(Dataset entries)

- - -

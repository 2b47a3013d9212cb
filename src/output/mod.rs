pub mod formatter;

pub use formatter::{
    format_activity_line, format_individual_results, format_mvp, format_raw, format_standings,
    should_use_colors,
};
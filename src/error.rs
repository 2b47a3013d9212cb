use thiserror::Error;

use crate::competition::types::ActivityKind;

/// Errors produced by the scoring engine.
///
/// Two classes: invalid input (the caller handed us a score sheet that
/// cannot be scored as-is) and inconsistent state (the sheet references
/// entities that do not exist in the competition, a caller bug that is
/// never ignored silently). An empty score sheet is not an error; it yields an
/// empty outcome and leaves the activity incomplete.
#[derive(Debug, Clone, PartialEq, Eq, Error)]
pub enum ScoringError {
    #[error("activity '{activity}' is {kind}-scored but scores were entered in {mode} mode")]
    ModeMismatch {
        activity: String,
        kind: ActivityKind,
        mode: &'static str,
    },

    #[error("duplicate score entry for {entity} {id}")]
    DuplicateEntry { entity: &'static str, id: u32 },

    #[error("no activity with id {0} in this competition")]
    UnknownActivity(u32),

    #[error("score entry references unknown team id {0}")]
    UnknownTeam(u32),

    #[error("score entry references unknown participant id {0}")]
    UnknownParticipant(u32),

    #[error("winning team id {0} is not part of this competition")]
    UnknownWinner(u32),

    #[error("activity '{0}' is completed but its point records cannot be rebuilt")]
    UnrecoverableRecords(String),
}

impl ScoringError {
    /// True for the inconsistent-state class: the competition data itself
    /// is broken, not just this score sheet.
    pub fn is_inconsistent_state(&self) -> bool {
        matches!(
            self,
            ScoringError::UnknownActivity(_)
                | ScoringError::UnknownTeam(_)
                | ScoringError::UnknownParticipant(_)
                | ScoringError::UnknownWinner(_)
                | ScoringError::UnrecoverableRecords(_)
        )
    }
}
use std::collections::HashMap;
use std::io::IsTerminal;

use owo_colors::OwoColorize;
use terminal_size::{terminal_size, Width};

use crate::competition::types::{Activity, CompetitionState, PointKind};
use crate::scoring::ranking::{rank_entries, MvpResult, RankEntry};

/// Check if stdout is a TTY (for auto-detecting color support)
pub fn should_use_colors() -> bool {
    std::io::stdout().is_terminal()
}

/// Format the standings table with columns: rank, team, captain, points.
/// Tied totals share a rank, as everywhere else in the scoring.
pub fn format_standings(state: &CompetitionState, use_colors: bool) -> String {
    if state.teams.is_empty() {
        return "No teams in this competition.".to_string();
    }

    let entries: Vec<RankEntry> = state
        .teams
        .iter()
        .map(|t| RankEntry {
            id: t.id,
            score: t.total_score as f64,
        })
        .collect();
    let ranks: HashMap<u32, u32> = rank_entries(&entries)
        .into_iter()
        .map(|r| (r.id, r.rank))
        .collect();

    let name_width = standings_name_width(state);

    state
        .standings()
        .iter()
        .map(|team| {
            let rank_str = format!("{:>2}.", ranks.get(&team.id).copied().unwrap_or(0));
            let name = format!("{:<name_width$}", truncate_name(&team.name, name_width));
            let captain = format!("{:<20}", format!("capt. {}", team.captain));
            let points = format!("{:>6}", team.total_score);

            if use_colors {
                format!(
                    "{} {}  {}  {}",
                    rank_str.dimmed(),
                    name,
                    captain.dimmed(),
                    points.bold(),
                )
            } else {
                format!("{} {}  {}  {}", rank_str, name, captain, points)
            }
        })
        .collect::<Vec<_>>()
        .join("\n")
}

/// Format one activity as a single results line:
/// "{name} ({kind}): {winner or status}"
pub fn format_activity_line(
    state: &CompetitionState,
    activity: &Activity,
    use_colors: bool,
) -> String {
    let status = if !activity.completed {
        "not yet scored".to_string()
    } else {
        match state.winner_of(activity.id) {
            Some(team) => format!("winner: {}", team.name),
            None => "no winner (tie)".to_string(),
        }
    };

    if use_colors {
        format!(
            "{} ({}): {}",
            activity.name.bold(),
            activity.kind,
            if activity.completed {
                status.green().to_string()
            } else {
                status.dimmed().to_string()
            }
        )
    } else {
        format!("{} ({}): {}", activity.name, activity.kind, status)
    }
}

/// Format the per-participant results of one individual activity, ranked,
/// one line per scored participant.
pub fn format_individual_results(
    state: &CompetitionState,
    activity: &Activity,
    use_colors: bool,
) -> String {
    let entries: Vec<RankEntry> = state
        .records_for(activity.id)
        .into_iter()
        .filter(|r| r.kind == PointKind::Individual)
        .filter_map(|r| {
            Some(RankEntry {
                id: r.participant_id?,
                score: r.raw_value?,
            })
        })
        .collect();

    if entries.is_empty() {
        return "  (no entries)".to_string();
    }

    let unit = activity.unit.as_deref().unwrap_or("");
    rank_entries(&entries)
        .iter()
        .map(|ranked| {
            let name = state
                .participant(ranked.id)
                .map(|p| p.name.as_str())
                .unwrap_or("?");
            let value = format_raw(ranked.score);
            let line = if unit.is_empty() {
                format!("  {:>2}. {:<20} {}", ranked.rank, name, value)
            } else {
                format!("  {:>2}. {:<20} {} {}", ranked.rank, name, value, unit)
            };
            if use_colors && ranked.rank == 1 {
                line.bold().to_string()
            } else {
                line
            }
        })
        .collect::<Vec<_>>()
        .join("\n")
}

/// Format the MVP line: "MVP: {name} (avg rank {rank})"
pub fn format_mvp(mvp: &MvpResult, use_colors: bool) -> String {
    let rank = format!("{:.2}", mvp.average_rank);
    if use_colors {
        format!("MVP: {} (avg rank {})", mvp.name.bold().yellow(), rank)
    } else {
        format!("MVP: {} (avg rank {})", mvp.name, rank)
    }
}

/// Format a raw value without a trailing ".0" for whole numbers.
pub fn format_raw(value: f64) -> String {
    if value.fract() == 0.0 {
        format!("{}", value as i64)
    } else {
        format!("{:.2}", value)
    }
}

/// Width available for team names, bounded by the terminal when present.
fn standings_name_width(state: &CompetitionState) -> usize {
    let longest = state
        .teams
        .iter()
        .map(|t| t.name.chars().count())
        .max()
        .unwrap_or(0)
        .max(4);

    match terminal_size() {
        // rank(4) + captain(22) + points(8) leaves the rest for the name
        Some((Width(w), _)) => longest.min((w as usize).saturating_sub(34).max(8)),
        None => longest, // pipe, don't truncate
    }
}

/// Truncate a name to fit available width, accounting for Unicode
fn truncate_name(name: &str, max_width: usize) -> String {
    let chars: Vec<char> = name.chars().collect();
    if chars.len() <= max_width {
        name.to_string()
    } else if max_width > 3 {
        format!("{}...", chars[..max_width - 3].iter().collect::<String>())
    } else {
        chars[..max_width].iter().collect()
    }
}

- - -

Only lines containing "static" belong in the answer; copy every such line from the records.

Response area:
        mode: &'static str,
    DuplicateEntry { entity: &'static str, id: u32 },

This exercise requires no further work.